By Cesare Rotundo, VP of High Tech Product Management
The 2021 AI/ML Approach and Results
When it comes to ML model definition, training, and testing, each of these problems requires the resolution of two key challenges:
- Selecting the right data dimensions
- Selecting the right algorithm to deliver a business response
Today’s ML tools enabled us to explore the entire dimensionality of data, and without breaking down dimensions into segments has allowed us to understand and define the right dimensions. The secret sauce is performing aggregation within some of the dimensions. For example, we quickly discovered that the part/SKU level was too granular, yet product families too aggregated. We had to define proxies to classify without generalizing. We identified 8 key cross-customer dimensions (including proxies) for Quote Win Probability and 9 for Expected Compliance that deliver the level of accuracy we need in our ML solution, which varies by prediction type. These include part, distributor, and end-customer, as well as metric-derived dimensions such as price deviation, and whether contracts or rebates are linked. It helps to be intimately familiar with both the business objective and the data!
The other key component in delivering an ML model is the algorithm. After all, ML is the process of solving a problem by algorithmically building a statistical model to work on a dataset: that’s how the machine learns! A search of “ML algorithms” returns lots of them, and several useful classifications that attempt to depict which algorithm works best for which problem, such as Scikit-learn. Experience can guide in the selection of the right algorithm, but ultimately what counts is the result or the accuracy of the model, so you can trust the “black box”. While more stable than the data dimension, algorithm selection goes thru an evolution process as well. The algorithm that delivered the best accuracy for Quote Win Probability is XG Boost, while Expected Compliance a Feed-Forward Neural network works best. However, we reserve the right to add new useful ones out of the box as needed!
Model N’s investment and passion in both ML and revenue management and pricing has yielded high accuracy and is providing business users with a variety of predictions rather than a single price to aim for – a toolbox to make better decisions, from different price point ranges to expected win probability and quantity compliance. It’s all available for you in 2021 because once you have the right model, ML can deliver accurate predictions by pointing to the entire dataset, without forcing you to predetermine segments like the approaches that were state-of-the-art a decade ago. After all, would you still want to shoot cannons when you can launch a missile?
Today’s recipe is simple: use ML to help you make better and faster decisions. The target is process optimization: use the power of ML instant insights to increase the throughput and accuracy of processing business opportunities, increasing wins while improving margin. We’re serving you not only the “optimal price”, but also other information to help you assess opportunity and risk.

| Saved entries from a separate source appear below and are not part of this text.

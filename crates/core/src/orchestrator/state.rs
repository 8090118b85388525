//! The mutable record of one transaction.
//!
//! Owned by the orchestrator actor and never shared, so none of these
//! methods need synchronisation. Every challenge artifact gets a serial;
//! answers are accepted only for the serial currently held.

use uuid::Uuid;

use crate::catalog::CatalogEntry;
use crate::challenge::ChallengeArtifact;
use crate::gateway::{SubmissionPayload, TransactionContext};
use crate::textmatch::ScoreBreakdown;

use super::types::TransactionError;

/// Where a value came from.
#[derive(Debug, Clone, Copy, PartialEq, Eq)]
pub enum FillSource {
    Auto,
    Manual,
}

#[derive(Debug, Clone, PartialEq, Eq)]
struct Filled {
    value: String,
    source: FillSource,
}

#[derive(Debug, Clone)]
struct HeldArtifact {
    serial: u64,
    artifact: ChallengeArtifact,
}

/// State of the active transaction.
#[derive(Debug, Clone)]
pub struct TransactionState {
    entry: CatalogEntry,
    score: ScoreBreakdown,
    context: Option<TransactionContext>,
    artifact: Option<HeldArtifact>,
    last_serial: u64,
    continuation: Option<String>,
    answer: Option<Filled>,
    code: Option<Filled>,
    /// Code of the last submission; the relay may keep serving it.
    spent_code: Option<String>,
    code_requested: bool,
    submission_in_flight: bool,
    submission_attempts: u32,
}

impl TransactionState {
    pub fn new(entry: CatalogEntry, score: ScoreBreakdown) -> Self {
        Self {
            entry,
            score,
            context: None,
            artifact: None,
            last_serial: 0,
            continuation: None,
            answer: None,
            code: None,
            spent_code: None,
            code_requested: false,
            submission_in_flight: false,
            submission_attempts: 0,
        }
    }

    pub fn entry(&self) -> &CatalogEntry {
        &self.entry
    }

    pub fn score(&self) -> &ScoreBreakdown {
        &self.score
    }

    pub fn context(&self) -> Option<&TransactionContext> {
        self.context.as_ref()
    }

    /// Cache the context; it is fetched once per transaction.
    pub fn set_context(&mut self, context: TransactionContext) {
        self.context = Some(context);
    }

    /// Hold a new artifact and return its serial.
    ///
    /// Any answer for the previous artifact is dropped.
    pub fn install_artifact(&mut self, artifact: ChallengeArtifact) -> u64 {
        self.last_serial += 1;
        self.continuation = Some(artifact.token.clone());
        self.artifact = Some(HeldArtifact {
            serial: self.last_serial,
            artifact,
        });
        self.answer = None;
        self.last_serial
    }

    /// Serial of the artifact currently held.
    pub fn current_serial(&self) -> Option<u64> {
        self.artifact.as_ref().map(|a| a.serial)
    }

    pub fn current_artifact(&self) -> Option<&ChallengeArtifact> {
        self.artifact.as_ref().map(|a| &a.artifact)
    }

    /// Token of the most recent artifact, kept across discards so the next
    /// fetch can pass it upstream.
    pub fn continuation(&self) -> Option<&str> {
        self.continuation.as_deref()
    }

    /// Accept an answer produced for artifact `serial`.
    ///
    /// Returns false (and changes nothing) when `serial` is not the artifact
    /// currently held or a submission is in flight. An automatic answer never
    /// replaces one already present.
    pub fn accept_answer(&mut self, serial: u64, answer: String, source: FillSource) -> bool {
        if self.submission_in_flight || self.current_serial() != Some(serial) {
            return false;
        }
        if source == FillSource::Auto && self.answer.is_some() {
            return false;
        }
        self.answer = Some(Filled {
            value: answer,
            source,
        });
        true
    }

    /// Accept a one-time code.
    ///
    /// An automatic code never replaces one already present and is refused
    /// when it equals the code already submitted; a manual code always
    /// replaces. Nothing changes while a submission is in flight.
    pub fn accept_code(&mut self, code: String, source: FillSource) -> bool {
        if self.submission_in_flight {
            return false;
        }
        if source == FillSource::Auto
            && (self.code.is_some() || self.spent_code.as_deref() == Some(code.as_str()))
        {
            return false;
        }
        self.code = Some(Filled {
            value: code,
            source,
        });
        true
    }

    pub fn answer(&self) -> Option<&str> {
        self.answer.as_ref().map(|f| f.value.as_str())
    }

    pub fn code(&self) -> Option<&str> {
        self.code.as_ref().map(|f| f.value.as_str())
    }

    /// Everything needed for a submission is present.
    pub fn is_ready(&self) -> bool {
        self.context.is_some()
            && self.artifact.is_some()
            && self.answer.is_some()
            && self.code.is_some()
    }

    /// Ready, and both values were filled automatically.
    pub fn auto_ready(&self) -> bool {
        self.is_ready()
            && self.answer.as_ref().map(|f| f.source) == Some(FillSource::Auto)
            && self.code.as_ref().map(|f| f.source) == Some(FillSource::Auto)
    }

    /// Drop the held artifact, its answer and the code.
    pub fn discard_artifacts(&mut self) {
        self.artifact = None;
        self.answer = None;
        self.code = None;
    }

    /// Drop the held artifact and its answer, keeping the code.
    pub fn discard_challenge(&mut self) {
        self.artifact = None;
        self.answer = None;
    }

    pub fn code_requested(&self) -> bool {
        self.code_requested
    }

    pub fn mark_code_requested(&mut self) {
        self.code_requested = true;
    }

    pub fn submission_in_flight(&self) -> bool {
        self.submission_in_flight
    }

    pub fn submission_attempts(&self) -> u32 {
        self.submission_attempts
    }

    pub fn begin_submission(&mut self) {
        self.spent_code = self.code.as_ref().map(|f| f.value.clone());
        self.submission_in_flight = true;
        self.submission_attempts += 1;
    }

    pub fn end_submission(&mut self) {
        self.submission_in_flight = false;
    }

    /// Build the submission payload from the held values.
    pub fn submission_payload(&self, request_id: Uuid) -> Result<SubmissionPayload, TransactionError> {
        let missing = |what: &str| TransactionError::IncompleteTransactionState {
            missing: what.to_string(),
        };

        let context = self.context.as_ref().ok_or_else(|| missing("transaction context"))?;
        let artifact = self.artifact.as_ref().ok_or_else(|| missing("challenge artifact"))?;
        let answer = self.answer.as_ref().ok_or_else(|| missing("challenge answer"))?;
        let code = self.code.as_ref().ok_or_else(|| missing("one-time code"))?;

        Ok(SubmissionPayload {
            request_id,
            entry_id: self.entry.entry_id.clone(),
            color_id: context.color_id.clone(),
            usage_id: context.usage_id.clone(),
            partner_id: context.partner_id.clone(),
            partner_record: context.partner_record.clone(),
            code: code.value.clone(),
            challenge_answer: answer.value.clone(),
            challenge_token: artifact.artifact.token.clone(),
            quantity: 1,
        })
    }
}

#[cfg(test)]
mod tests {
    use super::*;
    use crate::testing::fixtures;
    use crate::textmatch::SimilarityEnsemble;

    fn state() -> TransactionState {
        let entry = fixtures::catalog_entry("1", "Model X", "Deluxe");
        let score = SimilarityEnsemble::new().score("model x deluxe", &entry.combined_label());
        TransactionState::new(entry, score)
    }

    fn ready_state(answer_source: FillSource, code_source: FillSource) -> TransactionState {
        let mut state = state();
        state.set_context(fixtures::transaction_context());
        let serial = state.install_artifact(fixtures::artifact("tok-1"));
        assert!(state.accept_answer(serial, "ab12".to_string(), answer_source));
        assert!(state.accept_code("48213".to_string(), code_source));
        state
    }

    #[test]
    fn test_serials_increase() {
        let mut state = state();
        assert_eq!(state.current_serial(), None);
        assert_eq!(state.install_artifact(fixtures::artifact("a")), 1);
        assert_eq!(state.install_artifact(fixtures::artifact("b")), 2);
        assert_eq!(state.current_serial(), Some(2));
        assert_eq!(state.continuation(), Some("b"));
    }

    #[test]
    fn test_stale_answer_rejected() {
        let mut state = state();
        let old = state.install_artifact(fixtures::artifact("a"));
        let new = state.install_artifact(fixtures::artifact("b"));

        assert!(!state.accept_answer(old, "stale".to_string(), FillSource::Auto));
        assert!(state.answer().is_none());

        assert!(state.accept_answer(new, "fresh".to_string(), FillSource::Auto));
        assert_eq!(state.answer(), Some("fresh"));
    }

    #[test]
    fn test_new_artifact_voids_answer() {
        let mut state = state();
        let serial = state.install_artifact(fixtures::artifact("a"));
        state.accept_answer(serial, "ab".to_string(), FillSource::Manual);
        state.install_artifact(fixtures::artifact("b"));
        assert!(state.answer().is_none());
    }

    #[test]
    fn test_auto_answer_keeps_manual() {
        let mut state = state();
        let serial = state.install_artifact(fixtures::artifact("a"));
        assert!(state.accept_answer(serial, "typed".to_string(), FillSource::Manual));
        assert!(!state.accept_answer(serial, "solved".to_string(), FillSource::Auto));
        assert_eq!(state.answer(), Some("typed"));
    }

    #[test]
    fn test_auto_code_does_not_replace() {
        let mut state = state();
        assert!(state.accept_code("1111".to_string(), FillSource::Auto));
        assert!(!state.accept_code("2222".to_string(), FillSource::Auto));
        assert_eq!(state.code(), Some("1111"));
        assert!(state.accept_code("3333".to_string(), FillSource::Manual));
        assert_eq!(state.code(), Some("3333"));
    }

    #[test]
    fn test_spent_code_not_refilled_by_relay() {
        let mut state = ready_state(FillSource::Auto, FillSource::Auto);
        state.begin_submission();
        state.end_submission();
        state.discard_artifacts();

        assert!(!state.accept_code("48213".to_string(), FillSource::Auto));
        assert_eq!(state.code(), None);
        assert!(state.accept_code("55555".to_string(), FillSource::Auto));

        // The operator may still enter the same code by hand.
        state.discard_artifacts();
        assert!(state.accept_code("48213".to_string(), FillSource::Manual));
    }

    #[test]
    fn test_ready_requires_context() {
        let mut state = state();
        let serial = state.install_artifact(fixtures::artifact("a"));
        state.accept_answer(serial, "ab".to_string(), FillSource::Auto);
        state.accept_code("1".to_string(), FillSource::Auto);
        assert!(!state.is_ready());

        state.set_context(fixtures::transaction_context());
        assert!(state.is_ready());
        assert!(state.auto_ready());
    }

    #[test]
    fn test_manual_value_blocks_auto_ready() {
        let state = ready_state(FillSource::Auto, FillSource::Manual);
        assert!(state.is_ready());
        assert!(!state.auto_ready());

        let state = ready_state(FillSource::Manual, FillSource::Auto);
        assert!(!state.auto_ready());
    }

    #[test]
    fn test_in_flight_freezes_values() {
        let mut state = ready_state(FillSource::Auto, FillSource::Auto);
        state.begin_submission();
        let serial = state.current_serial().unwrap();
        assert!(!state.accept_answer(serial, "zz".to_string(), FillSource::Manual));
        assert!(!state.accept_code("9".to_string(), FillSource::Manual));
        assert_eq!(state.submission_attempts(), 1);

        state.end_submission();
        assert!(!state.submission_in_flight());
    }

    #[test]
    fn test_discard_keeps_continuation() {
        let mut state = ready_state(FillSource::Auto, FillSource::Auto);
        state.discard_artifacts();
        assert!(state.answer().is_none());
        assert!(state.code().is_none());
        assert!(state.current_serial().is_none());
        assert_eq!(state.continuation(), Some("tok-1"));
        assert!(state.context().is_some());
    }

    #[test]
    fn test_discard_challenge_keeps_code() {
        let mut state = ready_state(FillSource::Auto, FillSource::Auto);
        state.discard_challenge();
        assert!(state.answer().is_none());
        assert_eq!(state.code(), Some("48213"));
    }

    #[test]
    fn test_submission_payload() {
        let state = ready_state(FillSource::Auto, FillSource::Auto);
        let id = Uuid::new_v4();
        let payload = state.submission_payload(id).unwrap();
        assert_eq!(payload.request_id, id);
        assert_eq!(payload.entry_id, "1");
        assert_eq!(payload.partner_id, "1024");
        assert_eq!(payload.challenge_token, "tok-1");
        assert_eq!(payload.challenge_answer, "ab12");
        assert_eq!(payload.code, "48213");
        assert_eq!(payload.quantity, 1);
    }

    #[test]
    fn test_submission_payload_missing_context() {
        let mut state = state();
        let serial = state.install_artifact(fixtures::artifact("a"));
        state.accept_answer(serial, "ab".to_string(), FillSource::Auto);
        state.accept_code("1".to_string(), FillSource::Auto);

        let err = state.submission_payload(Uuid::new_v4()).unwrap_err();
        assert_eq!(
            err,
            TransactionError::IncompleteTransactionState {
                missing: "transaction context".to_string()
            }
        );
        assert!(!err.is_retryable());
    }
}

Optimizing current processes with ML is not a one-shot process. Current business processes need to be adapted to take advantage of information: once ML information is trusted, tuned, and internalized, workflows are changed to increase the auto-approval rates, filter, and route decisions more efficiently. As more predictions are delivered the process and workflows evolve.
What is the next step beyond ML-based process optimization? Before we jump onto the next shiny object, we need to deliver ML-based optimization. We must stop pretending that you can really change business with ML just plowing thru data, running some magic, and discover insights. Our current focus is and will remain for the next 12-18 months on working with our customers to refine business optimization solutions with ML, expand the level of commonality while realizing the key differences at each customer and accommodate them. While we do that, we’re realizing that deeper transformation will become increasingly within reach, and the potential of extending optimization beyond the four walls of the manufacturer, the distributor, the VAR, or the retailer is where mature value chains will coalesce over time.